Required sample size to reach adequate power of a test

Question

We got two types of treatment (type 1 and type 2). In our opinion, type 2 treatment has a higher performance and we would like to show this with research.
We assume that type 1 treatment has a maximum of 60% success, and type 2 treatment is 80% successful. We are interested in getting the smallest sample size that the test power will be 0.8. We must decide which test is appropriate and get the smallest sample size with simulations.

What I have so far:

Since this is a proportions test, I asume that the null hypothesis will be: $H_0: p_1 = p_2$ and the alternative hypothesis will be: $H_A: p_1 = 0.6, p_2 = 0.8$. Distribution of every person in type 1 treatment is Ber($p_1$) and in type 2 treatment Ber($p_2$). Therefore, the distribution of treatment success is Binomial.

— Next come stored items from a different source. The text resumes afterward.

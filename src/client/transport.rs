//! HTTP transport
//!
//! The resource APIs only describe *what* to send ([`ApiRequest`]). A
//! [`Transport`] sends it and hands back the raw body of a successful
//! response; status and network failures come back as [`ApiError`]s.
//! [`HttpTransport`] is the reqwest-backed implementation.

use std::collections::BTreeMap;
use std::time::Duration;

use async_trait::async_trait;
use log::debug;
use reqwest::header::{ACCEPT, RETRY_AFTER};
use reqwest::{Client as HttpClient, Method, StatusCode, Url};
use serde::{Deserialize, Serialize};

use crate::config::Config;
use crate::error::{ApiError, ConfigError, Result};

/// Default request timeout
pub const DEFAULT_TIMEOUT: Duration = Duration::from_secs(30);

/// A fully described API request, validated at construction.
#[derive(Debug, Clone, PartialEq)]
pub struct ApiRequest {
    pub method: Method,
    /// Path relative to the base URL, always starting with `/`
    pub path: String,
    pub query: Vec<(&'static str, String)>,
    pub body: Option<serde_json::Value>,
}

impl ApiRequest {
    /// Create a request, rejecting paths that cannot form a valid URL.
    pub fn new(method: Method, path: impl Into<String>) -> std::result::Result<Self, ApiError> {
        let path = path.into();
        validate_path(&path)?;
        Ok(Self {
            method,
            path,
            query: Vec::new(),
            body: None,
        })
    }

    pub fn get(path: impl Into<String>) -> std::result::Result<Self, ApiError> {
        Self::new(Method::GET, path)
    }

    pub fn post(path: impl Into<String>) -> std::result::Result<Self, ApiError> {
        Self::new(Method::POST, path)
    }

    pub fn put(path: impl Into<String>) -> std::result::Result<Self, ApiError> {
        Self::new(Method::PUT, path)
    }

    /// Append query parameters.
    pub fn query(mut self, params: Vec<(&'static str, String)>) -> Self {
        self.query.extend(params);
        self
    }

    /// Attach a JSON body.
    pub fn json<B: Serialize + ?Sized>(mut self, body: &B) -> std::result::Result<Self, ApiError> {
        let value = serde_json::to_value(body)
            .map_err(|e| ApiError::RequestBuild(format!("Failed to encode request body: {}", e)))?;
        self.body = Some(value);
        Ok(self)
    }
}

/// Reject paths the URL parser would silently rewrite or refuse.
///
/// The WHATWG parser strips tabs and newlines instead of failing, so control
/// characters and whitespace are checked here. `?` and `#` would cut the path
/// short; query parameters go through [`ApiRequest::query`].
fn validate_path(path: &str) -> std::result::Result<(), ApiError> {
    if !path.starts_with('/') {
        return Err(ApiError::RequestBuild(format!(
            "path must start with '/': {:?}",
            path
        )));
    }
    if let Some(c) = path
        .chars()
        .find(|&c| c.is_control() || c.is_whitespace() || c == '?' || c == '#')
    {
        return Err(ApiError::RequestBuild(format!(
            "path contains invalid character {:?}: {:?}",
            c, path
        )));
    }
    Ok(())
}

/// Executes [`ApiRequest`]s against the remote API.
///
/// Implementations must be safe to share between concurrent callers.
/// Dropping the returned future cancels the request.
#[async_trait]
pub trait Transport: Send + Sync {
    /// Send the request and return the body of a 2xx response.
    async fn execute(&self, request: ApiRequest) -> std::result::Result<String, ApiError>;
}

/// Basic-auth credentials (Jira username and API token or password)
#[derive(Clone)]
struct Credentials {
    username: String,
    api_token: String,
}

/// reqwest-backed transport
pub struct HttpTransport {
    http: HttpClient,
    base_url: String,
    credentials: Option<Credentials>,
}

impl HttpTransport {
    /// Create an unauthenticated transport for `base_url` (e.g. `https://jira.example.com`).
    pub fn new(base_url: &str) -> Result<Self> {
        Self::with_timeout(base_url, DEFAULT_TIMEOUT)
    }

    /// Create a transport with a custom request timeout.
    pub fn with_timeout(base_url: &str, timeout: Duration) -> Result<Self> {
        Url::parse(base_url)
            .map_err(|e| ConfigError::Invalid(format!("invalid base URL {:?}: {}", base_url, e)))?;

        let http = HttpClient::builder()
            .timeout(timeout)
            .user_agent(concat!("zapi/", env!("CARGO_PKG_VERSION")))
            .build()
            .map_err(|e| ApiError::Network(e.to_string()))?;

        Ok(Self {
            http,
            base_url: base_url.trim_end_matches('/').to_string(),
            credentials: None,
        })
    }

    /// Build a transport from a validated configuration.
    pub fn from_config(config: &Config) -> Result<Self> {
        let base_url = config
            .base_url
            .as_deref()
            .ok_or(ConfigError::MissingBaseUrl)?;
        let mut transport = Self::with_timeout(base_url, config.timeout())?;
        if let (Some(username), Some(api_token)) = (&config.username, &config.api_token) {
            transport = transport.with_credentials(username, api_token);
        }
        Ok(transport)
    }

    /// Authenticate every request with HTTP Basic auth.
    pub fn with_credentials(mut self, username: &str, api_token: &str) -> Self {
        self.credentials = Some(Credentials {
            username: username.to_string(),
            api_token: api_token.to_string(),
        });
        self
    }

    /// Base URL requests are resolved against
    pub fn base_url(&self) -> &str {
        &self.base_url
    }

    /// Resolve the full URL of a request, including its query string.
    pub fn url_for(&self, request: &ApiRequest) -> std::result::Result<Url, ApiError> {
        // Concatenate rather than `Url::join` so a base URL with a context path
        // (https://host/jira) keeps it.
        let raw = format!("{}{}", self.base_url, request.path);
        let mut url = Url::parse(&raw)
            .map_err(|e| ApiError::RequestBuild(format!("invalid URL {:?}: {}", raw, e)))?;

        if !request.query.is_empty() {
            let mut pairs = url.query_pairs_mut();
            for (key, value) in &request.query {
                pairs.append_pair(key, value);
            }
        }

        Ok(url)
    }
}

#[async_trait]
impl Transport for HttpTransport {
    async fn execute(&self, request: ApiRequest) -> std::result::Result<String, ApiError> {
        let url = self.url_for(&request)?;
        debug!("{} {}", request.method, url);

        let mut builder = self
            .http
            .request(request.method.clone(), url)
            .header(ACCEPT, "application/json");
        if let Some(ref credentials) = self.credentials {
            builder = builder.basic_auth(&credentials.username, Some(&credentials.api_token));
        }
        if let Some(ref body) = request.body {
            builder = builder.json(body);
        }

        let response = builder.send().await.map_err(ApiError::from)?;

        let status = response.status();
        debug!("{} {} -> {}", request.method, request.path, status);

        let retry_after = response
            .headers()
            .get(RETRY_AFTER)
            .and_then(|v| v.to_str().ok())
            .and_then(|v| v.parse::<u64>().ok());

        let body = response
            .text()
            .await
            .map_err(|e| ApiError::Network(format!("Failed to read response body: {}", e)))?;

        if status.is_success() {
            Ok(body)
        } else {
            Err(status_error(status, retry_after, &body))
        }
    }
}

/// Map a non-2xx response to an [`ApiError`], keeping any remote error detail.
pub fn status_error(status: StatusCode, retry_after: Option<u64>, body: &str) -> ApiError {
    match status {
        StatusCode::UNAUTHORIZED => ApiError::Unauthorized,
        StatusCode::FORBIDDEN => ApiError::Forbidden,
        StatusCode::NOT_FOUND => ApiError::NotFound(remote_detail(body, "Resource not found")),
        StatusCode::TOO_MANY_REQUESTS => {
            ApiError::RateLimit(Duration::from_secs(retry_after.unwrap_or(60)))
        }
        StatusCode::BAD_REQUEST | StatusCode::UNPROCESSABLE_ENTITY => {
            ApiError::BadRequest(remote_detail(body, "Bad request"))
        }
        status if status.is_server_error() => {
            ApiError::ServerError(remote_detail(body, &format!("Server error: {}", status)))
        }
        status => ApiError::UnexpectedStatus {
            status: status.as_u16(),
            detail: remote_detail(body, "no response body"),
        },
    }
}

/// Error body shapes returned by Jira and the ZAPI plugin
#[derive(Debug, Default, Deserialize)]
#[serde(rename_all = "camelCase")]
struct RemoteErrorBody {
    #[serde(default)]
    error_desc: Option<String>,
    #[serde(default)]
    error_messages: Vec<String>,
    #[serde(default)]
    errors: BTreeMap<String, String>,
}

/// Human-readable detail of an error response.
///
/// Prefers the structured Jira/ZAPI error fields, then the raw body, then
/// `fallback` when the body is empty.
pub fn remote_detail(body: &str, fallback: &str) -> String {
    let body = body.trim();
    if body.is_empty() {
        return fallback.to_string();
    }

    if let Ok(parsed) = serde_json::from_str::<RemoteErrorBody>(body) {
        let mut parts: Vec<String> = Vec::new();
        parts.extend(parsed.error_desc);
        parts.extend(parsed.error_messages);
        parts.extend(
            parsed
                .errors
                .into_iter()
                .map(|(field, message)| format!("{}: {}", field, message)),
        );
        if !parts.is_empty() {
            return parts.join("; ");
        }
    }

    body.to_string()
}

For comparing two proportions I used the Z test ($Z = \frac{p_1 - p_2 - 0}{\sqrt{p(1-p)(\frac{1}{n1} + \frac{1}{n2})}}$ and got two critical values: 1.96 and -1.96.

I generated 1000 samples for each group under the alternative hypothesis (type 1 and type 2) and calculated test statistics for each sample. Finally, I checked how often were the test statistics in the rejection region. The first $n$ with $80\%$ of rejection is the sample size I am looking for.

My question:

Is my approach correct? Is there a better, more accurate way of solving this problem? Should I use two sample sizes i.e. should I loop over $n1$ and $n2$ for treatment one and two respectively?

Answer 1

I think there is a straightforward approach to solve what you are asking (if I understood correctly what you want). There are formulas to computed the sample size from the data you presented. I will use one formula from "Sample Size Calculations in Clinical Research Second Edition" by Shein-Chung Chow (Ed.).

The sample size can be computed from: $$ n = \frac{r+1}{r} \left(\frac{(z_a + z_b ) s}{D} \right)^2 $$ With $r$ being the ratio between the largest and the smallest group size. If the groups are equally sized, then $r=1$. In your case, the difference between proportions is $D=0.8-0.6=0.2$. The pooled standard deviation following the null hypothesis is $s = \sqrt{p(1-p)} = 0.49$, for your example.
The values of $z_a$ and $z_b$ correspond to the cut-offs for the $5\%$ significance and the $80\%$ power, thus $z_a=1.96$ and $z_b=0.84$.

Plugging all of these into the formula, gives: $$ n = 94.12 \ . $$ So, your sample size in the end of the treatment should be around 94 individuals. Remember to start with more people because there may be some drop-offs.